I duck into the store where I work, Fishs Eddy. I was enticed over the summer by the busyness of it. The resplendent displays, the strings of lights, the barrels of raffia-bundled coasters, and so many candles. They have a chandelier made out of antique eggbeaters. It’s the land of milk and honey. The abundance is ridiculous.
I have twenty minutes before my shift, so I wander down the aisles with everyone else, playing house. Checking out the new merch. Someday, when I have the kind of furniture where the sales associate orders fabric swatches, I’ll own all this shit and more. I scan the faces around me resentfully. All the customers feel rich. So many excellent jackets. Colorful scarves in complicated Parisian-seeming knots.
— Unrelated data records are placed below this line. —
//! Reference resolution - turns `$ref` pointers into schema nodes.
//!
//! Local pointers are walked from the primary document root. External
//! pointers (`other.yaml#/X`, or a bare `Color.json`) are fetched through the
//! context's [`Fetch`](crate::Fetch) implementation, copied into the primary
//! document under the definitions pointer, and from then on addressed by
//! their local pointer. References inside an imported definition are
//! localized the same way, relative to the document they came from.

use std::collections::{HashMap, HashSet};
use std::path::Path;
use std::rc::Rc;

use serde_json::Value;
use tracing::{debug, trace};

use crate::context::ResolutionContext;
use crate::diagnostics::DiagnosticKind;
use crate::document::{collect_refs, rewrite_refs, InsertOutcome};
use crate::loader::{
    fragment_segments, is_external, navigate_fragment, relative_locator, split_pointer,
};
use crate::schema::{SchemaKind, SchemaNode};

/// A pointer together with the schema it resolves to.
#[derive(Debug, Clone, PartialEq)]
pub struct ResolvedReference {
    /// Local pointer (`#/...`) the schema lives at. For an external pointer
    /// this is where it was imported to.
    pub pointer: String,
    pub node: Rc<SchemaNode>,
}

impl ResolutionContext {
    /// Resolve a pointer to its schema node.
    ///
    /// Never fails: a pointer that leads nowhere gives an empty node and a
    /// `MalformedReference` diagnostic, an unreachable external document an
    /// empty node and a `FetchFailed` diagnostic. Results are cached per
    /// pointer.
    pub fn resolve(&mut self, pointer: &str) -> Rc<SchemaNode> {
        self.resolve_reference(pointer).node
    }

    pub fn resolve_reference(&mut self, pointer: &str) -> ResolvedReference {
        if let Some(hit) = self.caches.resolved.get(pointer) {
            return hit.clone();
        }

        let local = if is_external(pointer) {
            let (locator, fragment) = canonical_target(self.store.locator(), pointer);
            if self.caches.in_flight.contains(&import_key(&locator, &fragment)) {
                trace!(pointer, "re-entrant resolution");
                return ResolvedReference {
                    pointer: pointer.to_string(),
                    node: Rc::new(SchemaNode::default()),
                };
            }
            match self.import(&locator, &fragment, pointer) {
                Some(local) => local,
                None => return self.remember(pointer, pointer.to_string(), SchemaNode::default()),
            }
        } else {
            pointer.to_string()
        };

        let node = match self.store.get(&local) {
            Some(value) => SchemaNode::from_value(value),
            None => {
                self.diagnostics.push(
                    DiagnosticKind::MalformedReference,
                    pointer,
                    "reference does not lead to a schema",
                );
                SchemaNode::default()
            }
        };
        trace!(pointer, local = %local, "resolved");
        self.remember(pointer, local, node)
    }

    fn remember(&mut self, pointer: &str, local: String, node: SchemaNode) -> ResolvedReference {
        let resolved = ResolvedReference {
            pointer: local,
            node: Rc::new(node),
        };
        self.caches
            .resolved
            .insert(pointer.to_string(), resolved.clone());
        resolved
    }

    /// The definition called `name`, following definitions that are
    /// themselves a bare `$ref`.
    ///
    /// Lookup falls back to promoted titled schemas and then to the
    /// prefix-stripped name. `None` when nothing matches.
    pub fn definition(&mut self, name: &str) -> Option<Rc<SchemaNode>> {
        if let Some(hit) = self.caches.definitions.get(name) {
            return hit.clone();
        }
        let found = self.lookup_definition(name);
        self.caches
            .definitions
            .insert(name.to_string(), found.clone());
        found
    }

    fn lookup_definition(&mut self, name: &str) -> Option<Rc<SchemaNode>> {
        let pointer = self.store.definition_pointer(name, &self.prefix)?;
        let mut node = self.resolve(&pointer);
        let mut visited = HashSet::from([pointer]);

        loop {
            let next = match node.kind() {
                SchemaKind::Reference(next) => next.to_string(),
                _ => break,
            };
            if !visited.insert(next.clone()) {
                trace!(name, "definition reference chain loops");
                return Some(Rc::new(SchemaNode::default()));
            }
            node = self.resolve(&next);
        }
        Some(node)
    }

    pub fn has_definition(&mut self, name: &str) -> bool {
        self.definition(name).is_some()
    }

    /// Import every external reference of the primary document and point it
    /// at the local copy. Running it again finds nothing left to do.
    pub(crate) fn localize_document(&mut self) {
        let mut references = Vec::new();
        collect_refs(self.store.document(), &mut references);

        let base = self.store.locator().to_string();
        let mut rewrite = HashMap::new();
        for reference in references {
            if !is_external(&reference) || rewrite.contains_key(&reference) {
                continue;
            }
            let (locator, fragment) = canonical_target(&base, &reference);
            if let Some(local) = self.import(&locator, &fragment, &reference) {
                rewrite.insert(reference, local);
            }
        }

        if !rewrite.is_empty() {
            debug!(count = rewrite.len(), "localized external references");
            self.store.rewrite_references(&rewrite);
        }
    }

    /// Copy the schema at `locator` + `fragment` into the primary document and
    /// return its local pointer.
    ///
    /// Nested references are imported first, relative to `locator`. A request
    /// for a target whose import is already under way returns the pointer it
    /// will be stored at without recursing.
    fn import(&mut self, locator: &str, fragment: &str, original: &str) -> Option<String> {
        if locator == self.store.locator() {
            return Some(if fragment.is_empty() { "#".to_string() } else { fragment.to_string() });
        }

        let key = import_key(locator, fragment);
        if let Some(local) = self.caches.imported.get(&key) {
            return Some(local.clone());
        }

        let name = import_name(locator, fragment);
        let local = self.store.pointer_for(&name);
        if self.caches.in_flight.contains(&key) {
            trace!(key = %key, "import already in progress");
            return Some(local);
        }

        let document = self.fetch_document(locator)?;
        let Some(raw) = navigate_fragment(&document, fragment) else {
            self.diagnostics.push(
                DiagnosticKind::MalformedReference,
                original,
                format!("{} not found in {}", fragment, locator),
            );
            return None;
        };
        let mut definition = raw.clone();

        self.caches.in_flight.insert(key.clone());
        let mut nested = Vec::new();
        collect_refs(&definition, &mut nested);
        let mut rewrite = HashMap::new();
        for reference in nested {
            if rewrite.contains_key(&reference) {
                continue;
            }
            let (target_locator, target_fragment) = canonical_target(locator, &reference);
            if let Some(target) = self.import(&target_locator, &target_fragment, &reference) {
                rewrite.insert(reference, target);
            }
        }
        rewrite_refs(&mut definition, &rewrite);
        self.caches.in_flight.remove(&key);

        match self.store.insert_definition(&name, definition) {
            InsertOutcome::Inserted => debug!(key = %key, local = %local, "imported definition"),
            InsertOutcome::Identical => trace!(key = %key, "definition already present"),
            InsertOutcome::Conflict => self.diagnostics.push(
                DiagnosticKind::DuplicateDefinition,
                &name,
                format!(
                    "{} differs from the existing definition {}; keeping the first",
                    key, name
                ),
            ),
        }
        self.caches.imported.insert(key, local.clone());
        Some(local)
    }

    fn fetch_document(&mut self, locator: &str) -> Option<Rc<Value>> {
        if let Some(document) = self.store.external(locator) {
            return Some(document);
        }
        if self.caches.failed_fetches.contains(locator) {
            return None;
        }

        debug!(locator, "fetching external document");
        match self.fetcher.fetch(locator) {
            Ok(document) => Some(self.store.add_external(locator, document)),
            Err(e) => {
                self.caches.failed_fetches.insert(locator.to_string());
                self.diagnostics
                    .push(DiagnosticKind::FetchFailed, locator, e.to_string());
                None
            }
        }
    }
}

/// Absolute locator and fragment (without a lone `#`) of `pointer` as seen
/// from the document at `base`.
fn canonical_target(base: &str, pointer: &str) -> (String, String) {
    let (locator, fragment) = split_pointer(pointer);
    let locator = if locator.is_empty() {
        base.to_string()
    } else {
        relative_locator(base, locator)
    };
    let fragment = match fragment {
        Some("#") | None => String::new(),
        Some(fragment) => fragment.to_string(),
    };
    (locator, fragment)
}

fn import_key(locator: &str, fragment: &str) -> String {
    format!("{}{}", locator, fragment)
}

/// Local definition name of an imported target: the last fragment segment,
/// or the file stem for a whole-document reference.
fn import_name(locator: &str, fragment: &str) -> String {
    if let Some(last) = fragment_segments(fragment).pop() {
        return last;
    }
    Path::new(locator)
        .file_stem()
        .and_then(|stem| stem.to_str())
        .unwrap_or(locator)
        .to_string()
}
I finger a smooth porcelain butter dish with a lid. I love the romance of it. The decadence. Not only a dedicated place for butter but a roof over its head for protection. Who thinks of such things?
Even with a 30 percent employee discount, I’d never be able to buy everything I need. I want egg cups and cake stands and cookie jars and café au lait bowls. Antique milk jugs for succulents and the wooden, weather-beaten shelf to go with it.
When guests come over, to my home, the place that will one day exist and be mine, I want to convince them that I grew up being this person. That I’ve always had so much crap. Superfluent in the superfluous. That I’d been allowed as a kid to pick a bedroom wall color other than white for self-expression.
I’d roast chickens and mix pitchers of drinks, smiling, always smiling, appearing as though I were the type whose parents knocked—knocked!—before entering her room. Because sleepovers were things that I was allowed to host and attend and privacy was honored. I want to appear as though I’d had a family who knew how to celebrate Christmas. Real Christmas. With a tree and presents that are gift wrapped and asked for. Not stacks of SAT workbooks and a twenty-dollar bill folded around gas station candy.
“Ay,” says Mari, looping her arm into the crook of mine and steering me toward the glassware. “I have tea to spill.” Mari started the same week I did but immediately started dog-sitting for people and going to Wednesday karaoke nights with everyone. She always has gum and tampons. I think she thinks we’re friends.